→ **Saved data entries**:
# # # #

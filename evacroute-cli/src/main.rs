//! Entry point for the command-line interface.
#![forbid(unsafe_code)]

use env_logger::Env;
use evacroute_cli::CliError;

#[expect(
    clippy::print_stderr,
    reason = "the binary reports fatal errors on stderr"
)]
fn main() {
    env_logger::Builder::from_env(Env::default().default_filter_or("warn")).init();
    match evacroute_cli::run() {
        Ok(()) => {}
        Err(CliError::ArgumentParsing(err)) => err.exit(),
        Err(err) => {
            eprintln!("evacroute: {err}");
            std::process::exit(1);
        }
    }
}
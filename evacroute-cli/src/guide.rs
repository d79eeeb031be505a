//! Guide command: turn-by-turn prompts along a ranked route.

use std::io::Write;

use camino::{Utf8Path, Utf8PathBuf};
use clap::Parser;
use evacroute_core::{Candidate, GuidanceTracker, Instruction, next_instruction};
use geo::Coord;
use serde::Deserialize;

use crate::evaluate::{LATITUDE_RANGE, LONGITUDE_RANGE};
use crate::{ARG_POSITION, ARG_RANK, ARG_RANKING, CliError};

/// Printed when no position produced a prompt.
pub(crate) const NO_INSTRUCTION_MESSAGE: &str = "No instruction for these positions";

/// CLI arguments for the `guide` subcommand.
#[derive(Debug, Clone, Parser)]
#[command(
    long_about = "Read a ranking written by `evaluate --format json`, pick one \
                 of its routes and print a prompt for each walker position. \
                 A prompt identical to the previous one is printed once.",
    about = "Print turn-by-turn prompts along a ranked route"
)]
pub(crate) struct GuideArgs {
    /// JSON ranking written by `evaluate --format json`.
    #[arg(long = ARG_RANKING, value_name = "path")]
    pub(crate) ranking: Utf8PathBuf,
    /// Place of the route in the ranking, 1 being the best.
    #[arg(
        long = ARG_RANK,
        value_name = "n",
        default_value_t = 1,
        value_parser = clap::value_parser!(u16).range(1..)
    )]
    pub(crate) rank: u16,
    /// Walker position as "lat,lon"; repeat to follow a track.
    #[arg(
        long = ARG_POSITION,
        value_name = "lat,lon",
        required = true,
        allow_hyphen_values = true,
        value_parser = parse_position
    )]
    pub(crate) positions: Vec<Coord<f64>>,
}

#[derive(Debug, Deserialize)]
struct SavedRanking {
    candidates: Vec<SavedCandidate>,
}

#[derive(Debug, Deserialize)]
struct SavedCandidate {
    candidate: Candidate,
}

/// Parse a `lat,lon` pair into a `[lon, lat]` coordinate.
pub(crate) fn parse_position(raw: &str) -> Result<Coord<f64>, String> {
    let (lat_text, lon_text) = raw
        .split_once(',')
        .ok_or_else(|| format!("expected \"lat,lon\", found {raw:?}"))?;
    let lat = parse_degrees(lat_text)?;
    let lon = parse_degrees(lon_text)?;
    if !LATITUDE_RANGE.contains(&lat) || !LONGITUDE_RANGE.contains(&lon) {
        return Err(format!(
            "({lat}, {lon}) is not a valid latitude/longitude pair"
        ));
    }
    Ok(Coord { x: lon, y: lat })
}

fn parse_degrees(text: &str) -> Result<f64, String> {
    text.trim()
        .parse()
        .map_err(|err| format!("{text:?} is not a number of degrees: {err}"))
}

pub(crate) fn run_guide(args: &GuideArgs) -> Result<(), CliError> {
    let mut stdout = std::io::stdout().lock();
    run_guide_with(args, &mut stdout)
}

pub(crate) fn run_guide_with(args: &GuideArgs, writer: &mut dyn Write) -> Result<(), CliError> {
    let route = load_route(&args.ranking, args.rank)?;
    let prompts = prompts_along(&route.path, &args.positions);
    log::debug!(
        "{} prompts for {} positions along {:?}",
        prompts.len(),
        args.positions.len(),
        route.name
    );
    write_prompts(writer, &route.name, &prompts)
}

fn load_route(path: &Utf8Path, rank: u16) -> Result<Candidate, CliError> {
    let text =
        evacroute_data::fs::read_to_string(path).map_err(|source| CliError::ReadRanking {
            path: path.to_path_buf(),
            source,
        })?;
    let saved: SavedRanking =
        serde_json::from_str(&text).map_err(|source| CliError::ParseRanking {
            path: path.to_path_buf(),
            source,
        })?;
    let available = saved.candidates.len();
    saved
        .candidates
        .into_iter()
        .nth(usize::from(rank).saturating_sub(1))
        .map(|entry| entry.candidate)
        .ok_or(CliError::RankOutOfRange { rank, available })
}

/// Prompts for a walker passing through `positions` in order, repeats removed.
pub(crate) fn prompts_along(path: &[Coord<f64>], positions: &[Coord<f64>]) -> Vec<Instruction> {
    let mut tracker = GuidanceTracker::default();
    positions
        .iter()
        .filter_map(|position| tracker.observe(next_instruction(*position, path)))
        .collect()
}

fn write_prompts(
    writer: &mut dyn Write,
    name: &str,
    prompts: &[Instruction],
) -> Result<(), CliError> {
    writeln!(writer, "Route to {name}").map_err(CliError::WriteOutput)?;
    if prompts.is_empty() {
        writeln!(writer, "{NO_INSTRUCTION_MESSAGE}").map_err(CliError::WriteOutput)?;
    }
    for prompt in prompts {
        writeln!(writer, "{prompt}").map_err(CliError::WriteOutput)?;
    }
    Ok(())
}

# # # #

→ **Problem to work on**: Every line from the one that has "write_prompts(writer, &route.name, &prompts)" down to the last line above must be written out exactly, with both ends included and nothing else.

→ **Result**:
    write_prompts(writer, &route.name, &prompts)
}

fn load_route(path: &Utf8Path, rank: u16) -> Result<Candidate, CliError> {
    let text =
        evacroute_data::fs::read_to_string(path).map_err(|source| CliError::ReadRanking {
            path: path.to_path_buf(),
            source,
        })?;
    let saved: SavedRanking =
        serde_json::from_str(&text).map_err(|source| CliError::ParseRanking {
            path: path.to_path_buf(),
            source,
        })?;
    let available = saved.candidates.len();
    saved
        .candidates
        .into_iter()
        .nth(usize::from(rank).saturating_sub(1))
        .map(|entry| entry.candidate)
        .ok_or(CliError::RankOutOfRange { rank, available })
}

/// Prompts for a walker passing through `positions` in order, repeats removed.
pub(crate) fn prompts_along(path: &[Coord<f64>], positions: &[Coord<f64>]) -> Vec<Instruction> {
    let mut tracker = GuidanceTracker::default();
    positions
        .iter()
        .filter_map(|position| tracker.observe(next_instruction(*position, path)))
        .collect()
}

fn write_prompts(
    writer: &mut dyn Write,
    name: &str,
    prompts: &[Instruction],
) -> Result<(), CliError> {
    writeln!(writer, "Route to {name}").map_err(CliError::WriteOutput)?;
    if prompts.is_empty() {
        writeln!(writer, "{NO_INSTRUCTION_MESSAGE}").map_err(CliError::WriteOutput)?;
    }
    for prompt in prompts {
        writeln!(writer, "{prompt}").map_err(CliError::WriteOutput)?;
    }
    Ok(())
}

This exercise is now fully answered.